![]() |
| Fuente: " El Contrato Social".El Manga.Edit.Herder |
Héctor Illueca
Fuente: Cuarto Poder
La república, o mejor dicho, el republicanismo, no es sólo una forma de gobierno diferente y opuesta a la monarquía. Es también, y acaso sobre todo, una reflexión sobre la libertad humana que se desarrolla en permanente tensión con el liberalismo. Veamos cuáles son los puntos más conflictivos. Para el liberalismo, la libertad es una idea esencialmente negativa que evoca la ausencia de interferencias del Estado en la vida de los individuos. En cambio, para el republicanismo, implica una situación de no dominación en la que los ciudadanos no dependen de la voluntad de otros para configurar su proyecto de vida. Desde el punto de vista liberal, la libertad es una facultad que preexiste al contrato social y que debe protegerse de cualquier injerencia indebida por parte del Estado. Desde el punto de vista republicano, es un producto del pacto social, correspondiendo al Estado crear las condiciones económicas, políticas y culturales que la hacen posible. Locke y Rousseau frente a frente, en un debate clave para comprender la problemática actual de la democracia y los derechos sociales.

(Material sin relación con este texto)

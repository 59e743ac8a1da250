// Register map and transaction framing.
//
// Each transaction starts with an address byte. The highest bit selects a
// write when set and a read when cleared, and the chip auto-increments the
// address while further bytes are clocked.

use embedded_hal::spi::Operation;

const WRITE_SELECT: u8 = 0x80;

/// Registers accessed by the driver.
#[derive(Debug, Clone, Copy, PartialEq, Eq)]
pub(crate) enum Register {
    /// Configuration, 1 byte, read/write.
    Config = 0x00,
    /// RTD data MSB, followed by the LSB at `0x02`. Read-only.
    RtdMsb = 0x01,
    /// Fault status, 1 byte, read-only.
    FaultStatus = 0x07,
}

impl Register {
    pub(crate) const fn read_address(self) -> u8 {
        self as u8 & (WRITE_SELECT - 1)
    }

    pub(crate) const fn write_address(self) -> u8 {
        self as u8 | WRITE_SELECT
    }
}

// Configuration register bits.
pub(crate) const CONFIG_VBIAS: u8 = 1 << 7;
pub(crate) const CONFIG_AUTO_CONVERSION: u8 = 1 << 6;
pub(crate) const CONFIG_ONE_SHOT: u8 = 1 << 5;
pub(crate) const CONFIG_THREE_WIRE: u8 = 1 << 4;
pub(crate) const CONFIG_FAULT_DETECTION_SHIFT: u8 = 2;
pub(crate) const CONFIG_FAULT_STATUS_CLEAR: u8 = 1 << 1;
pub(crate) const CONFIG_FILTER_50HZ: u8 = 1 << 0;

// Number of bytes of the RTD data register pair.
pub(crate) const RTD_LEN: usize = 2;

// Full scale of the 15-bit RTD ratio.
pub(crate) const RTD_FULL_SCALE: f32 = 32768.0;

// Time for the bias voltage to settle before a conversion is valid.
pub(crate) const VBIAS_SETTLE_MS: u32 = 10;

// Maximum one-shot conversion time with the 50 Hz filter, rounded up.
pub(crate) const ONE_SHOT_CONVERSION_MS: u32 = 65;

/// Builds the operations of a register write: address byte, then payload.
pub(crate) fn write_operations<'a>(
    address: &'a [u8; 1],
    data: &'a [u8],
) -> [Operation<'a, u8>; 2] {
    [Operation::Write(address), Operation::Write(data)]
}

/// Builds the operations of a register read: address byte, then exactly
/// `buffer.len()` bytes clocked in.
pub(crate) fn read_operations<'a>(
    address: &'a [u8; 1],
    buffer: &'a mut [u8],
) -> [Operation<'a, u8>; 2] {
    [Operation::Write(address), Operation::Read(buffer)]
}

/// Extracts the 15-bit ratio from the RTD register pair.
///
/// The lowest bit of the LSB is the fault flag and is dropped.
// TODO: surface the fault flag once callers can opt into rejecting flagged samples.
pub(crate) const fn raw_ratio(bytes: [u8; RTD_LEN]) -> u16 {
    u16::from_be_bytes(bytes) >> 1
}
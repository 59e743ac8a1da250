use libm::{powf, sqrtf};

use crate::registers::RTD_FULL_SCALE;

// Callendar-Van Dusen coefficients for platinum RTDs (IEC 60751).
const RTD_A: f32 = 3.9083e-3;
const RTD_B: f32 = -5.775e-7;

// Fifth-order fit of temperature against resistance normalized to 100 Ω,
// from the lowest to the highest order.
const POLYNOMIAL: [f32; 6] = [-242.02, 2.2228, 2.5859e-3, 4.8260e-6, 2.8183e-8, 1.5243e-10];

const PT100_NOMINAL_OHMS: f32 = 100.0;
const PT100_REFERENCE_OHMS: f32 = 430.0;
const PT1000_NOMINAL_OHMS: f32 = 1000.0;
const PT1000_REFERENCE_OHMS: f32 = 4300.0;

/// Resistances of the measurement circuit.
#[derive(Debug, Clone, Copy, PartialEq)]
#[cfg_attr(feature = "serde", derive(serde::Serialize, serde::Deserialize))]
pub struct RtdParameters {
    /// Reference resistor, in ohms.
    pub reference: f32,
    /// RTD resistance at 0 °C, in ohms.
    pub nominal: f32,
}

impl RtdParameters {
    /// Creates [`RtdParameters`] from a reference and a nominal resistance,
    /// both in ohms.
    #[must_use]
    pub const fn new(reference: f32, nominal: f32) -> Self {
        Self { reference, nominal }
    }

    /// A `PT100` with the usual 430 Ω reference resistor.
    #[must_use]
    pub const fn pt100() -> Self {
        Self::new(PT100_REFERENCE_OHMS, PT100_NOMINAL_OHMS)
    }

    /// A `PT1000` with the usual 4300 Ω reference resistor.
    #[must_use]
    pub const fn pt1000() -> Self {
        Self::new(PT1000_REFERENCE_OHMS, PT1000_NOMINAL_OHMS)
    }

    /// Returns `true` when both resistances are positive finite numbers.
    #[must_use]
    pub fn is_valid(&self) -> bool {
        let positive = |ohms: f32| ohms.is_finite() && ohms > 0.0;
        positive(self.reference) && positive(self.nominal)
    }
}

/// Converts a 15-bit RTD ratio into the RTD resistance, in ohms.
#[must_use]
pub fn resistance(raw: u16, rtd: &RtdParameters) -> f32 {
    f32::from(raw) * rtd.reference / RTD_FULL_SCALE
}

/// Converts a 15-bit RTD ratio into a temperature, in degrees Celsius.
///
/// The Callendar-Van Dusen equation is solved for the temperature first and
/// its result is returned when strictly positive. Otherwise the
/// temperature comes from a fifth-order polynomial in the resistance.
///
/// The two branches do not meet at 0 °C. At or just below the nominal
/// resistance the polynomial yields about +15 °C, so readings close to
/// freezing are off by that much.
///
/// There is no error path: a ratio produced by an open or shorted RTD still
/// yields a number, so check the fault status before trusting it.
#[must_use]
pub fn temperature(raw: u16, rtd: &RtdParameters) -> f32 {
    let ohms = resistance(raw, rtd);

    let temperature = callendar_van_dusen(ohms, rtd.nominal);
    if temperature > 0.0 {
        return temperature;
    }

    polynomial(ohms, rtd.nominal)
}

// Solves R = R0 * (1 + A*T + B*T^2) for T.
fn callendar_van_dusen(ohms: f32, nominal: f32) -> f32 {
    const Z1: f32 = -RTD_A;
    const Z2: f32 = RTD_A * RTD_A - (4.0 * RTD_B);
    const Z4: f32 = 2.0 * RTD_B;
    let z3 = (4.0 * RTD_B) / nominal;

    (sqrtf(Z2 + z3 * ohms) + Z1) / Z4
}

fn polynomial(ohms: f32, nominal: f32) -> f32 {
    let normalized = ohms / nominal * 100.0;

    POLYNOMIAL
        .iter()
        .enumerate()
        .map(|(order, coefficient)| coefficient * powf(normalized, order as f32))
        .sum()
}
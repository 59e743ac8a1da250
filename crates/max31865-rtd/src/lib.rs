//! `max31865-rtd` is an architecture-agnostic driver for the `MAX31865`
//! resistance-to-digital converter, the front end used to read platinum
//! resistance temperature detectors (RTDs) such as a `PT100` or a `PT1000`.
//!
//! The chip measures the ratio between the RTD and a reference resistor and
//! exposes it as a 15-bit value in its RTD data registers. This crate:
//!
//! - encodes and decodes the configuration register
//! - sequences one-shot and automatic conversions, including the bias
//!   settling and conversion delays the chip requires
//! - reads and clears the fault status
//! - converts the raw ratio into degrees Celsius
//!
//! The blocking driver is built on the [`embedded_hal::spi::SpiDevice`] and
//! [`embedded_hal::delay::DelayNs`] traits. With the `async` feature (enabled
//! by default) the [`asynch`] module provides the same driver on top of
//! `embedded-hal-async`.
//!
//! A driver instance exclusively owns its SPI device. The configuration
//! read-modify-write sequences are not atomic, so a driver shared between
//! tasks must be wrapped in an external lock.
//!
//! For detailed specifications, refer to the
//! [datasheet](https://www.analog.com/media/en/technical-documentation/data-sheets/MAX31865.pdf).

#![cfg_attr(not(test), no_std)]
#![cfg_attr(docsrs, feature(doc_cfg))]
#![deny(unsafe_code)]
#![deny(missing_docs)]

/// Asynchronous driver.
#[cfg(feature = "async")]
#[cfg_attr(docsrs, doc(cfg(feature = "async")))]
pub mod asynch;

/// Configuration register encoding and decoding.
pub mod config;
/// Error management.
pub mod error;
/// Fault status decoding.
pub mod fault;
/// Conversion from raw ratio to resistance and temperature.
pub mod rtd;

mod blocking;
mod registers;

pub use blocking::Max31865;
pub use config::{Config, FaultDetection, Filter, Wires};
pub use error::{ErrorKind, Max31865Error};
pub use fault::{Fault, Faults};
pub use rtd::{RtdParameters, resistance, temperature};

En efecto, la idea de libertad liberal ha influido decisivamente en el tratamiento de los elementos fundamentales del Estado de Derecho que consagran las constituciones modernas. En primer lugar, y por lo que respecta a los derechos fundamentales, sólo se conciben como tales los derechos tradicionales de libertad que delimitan una esfera de inmunidad frente al Estado a partir de un amplio elenco de obligaciones negativas para los poderes públicos: prohibición de censura previa, secreto de las comunicaciones, inviolabilidad del domicilio, etc. Por contra, en la medida en que requieren una acción positiva del Estado, los principales derechos sociales como la salud, el trabajo o la vivienda, no se consideran auténticos derechos subjetivos, sino simples enunciados programáticos carentes de toda eficacia jurídica. En definitiva, los derechos fundamentales vendrían a ser una especie de frontera entre la sociedad y el Estado erigida para proteger la libertad individual de cualquier intromisión por parte de los poderes públicos.